Published: January 11, 2018
Vytautas Reipa, Donald H. Atha, Sanem Hosbas Coskun, Christopher M. Sims, Bryant C. Nelson
Exposure of mammalian cells to oxidative stress can result in DNA damage that adversely affects many cell processes. We used bulk electrolysis in an electrochemical system and gas chromatographic mass spectrometric analysis (GC/MS/MS) to control and measure, respectively, the effect of electrochemically produced reactive oxygen species on calf thymus DNA (ct-DNA). DNA in 0.01 mol/L potassium phosphate buffer (pH 7.3) was electro-oxidized for 1 h at four fixed oxidizing potentials (E = 0.5V, 1.0V, 1.5V and 2V (vs Ag/AgCl)) using a high surface area boron-doped diamond (BDD) electrode and the resulting DNA damage in the form of oxidatively-modified DNA lesions was measured using GC/MS/MS. We have shown that there are two distinct base lesion formation modes in the explored electrode potential range, corresponding to 0.5 V < E < 1.5 V and E > 1.5 V. The lower potential range exhibited lesion levels up to 50 % above the negative control (a sample left at the floating open circuit potential). However, quite remarkably a statistically significant gradual decrease in all measured lesions was detected when DNA was exposed at increasingly higher fixed BDD potentials from E = 0.5 V to E = 1.5 V. A rapid increase in all base lesion yields was measured when ct-DNA was exposed at E = 2V, the potential at which hydroxyl radicals were efficiently produced by the BDD electrode. The present results demonstrate that controlled potential electrooxidation of double-stranded DNA can be used to purposely increase the levels of oxidatively modified DNA lesions in discrete samples.
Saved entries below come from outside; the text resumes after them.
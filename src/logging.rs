//! Logging setup for hosts embedding the provider.
//!
//! Every handler emits `tracing` spans and events under the
//! `checkpoint_provider` target. These helpers install a subscriber that
//! writes them to **stderr**, leaving stdout to the host.
//!
//! # Environment Variables
//!
//! - `RUST_LOG`: Controls log levels (e.g., `info`, `checkpoint_provider=debug`)
//!
//! At `debug` request payloads and response bodies are logged; the session
//! identifier never is.
//!
//! ```bash
//! # Log every management command
//! RUST_LOG=checkpoint_provider=debug ./host
//! ```

use tracing_subscriber::{fmt, prelude::*, EnvFilter};

fn subscriber(default_level: &str) -> impl tracing::Subscriber + Send + Sync {
    let filter =
        EnvFilter::try_from_default_env().unwrap_or_else(|_| EnvFilter::new(default_level));

    tracing_subscriber::registry().with(filter).with(
        fmt::layer()
            .with_writer(std::io::stderr)
            .with_target(true)
            .with_thread_ids(false)
            .with_file(false)
            .with_line_number(false),
    )
}

/// Initialize the default logging subscriber.
///
/// Respects `RUST_LOG` and defaults to `info`.
///
/// # Panics
///
/// Panics if a global subscriber has already been set.
pub fn init_logging() {
    init_logging_with_default("info");
}

/// Initialize logging with `default_level` used when `RUST_LOG` is not set.
///
/// # Panics
///
/// Panics if a global subscriber has already been set.
///
/// # Example
///
/// ```ignore
/// use checkpoint_provider::init_logging_with_default;
///
/// init_logging_with_default("debug");
/// ```
pub fn init_logging_with_default(default_level: &str) {
    subscriber(default_level).init();
}

/// Try to initialize logging, returning false if already initialized.
///
/// Unlike [`init_logging`], this never panics, so tests and hosts that may
/// set up the provider more than once can call it freely.
pub fn try_init_logging() -> bool {
    subscriber("info").try_init().is_ok()
}

#[cfg(test)]
mod tests {
    // The global subscriber can only be set once per process, so only the
    // filter side is covered here.

    use super::*;

    #[test]
    fn test_env_filter_parsing() {
        assert!(EnvFilter::try_new("info").is_ok());
        assert!(EnvFilter::try_new("checkpoint_provider=debug").is_ok());
        assert!(EnvFilter::try_new("warn,checkpoint_provider::application_site=debug").is_ok());
    }

    #[test]
    fn test_try_init_logging_is_idempotent() {
        try_init_logging();
        assert!(!try_init_logging());
    }
}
It is envisioned that these DNA samples may potentially serve as analytical control or quality assurance reference materials for the determination of oxidatively induced DNA damage.
Citation: PLoS One
Pub Type: Journals
Oxidative DNA damage, calf thymus DNA, electrochemical oxidation, boron doped diamond electrode, GC/MS/MS
Created January 11, 2018, Updated November 10, 2018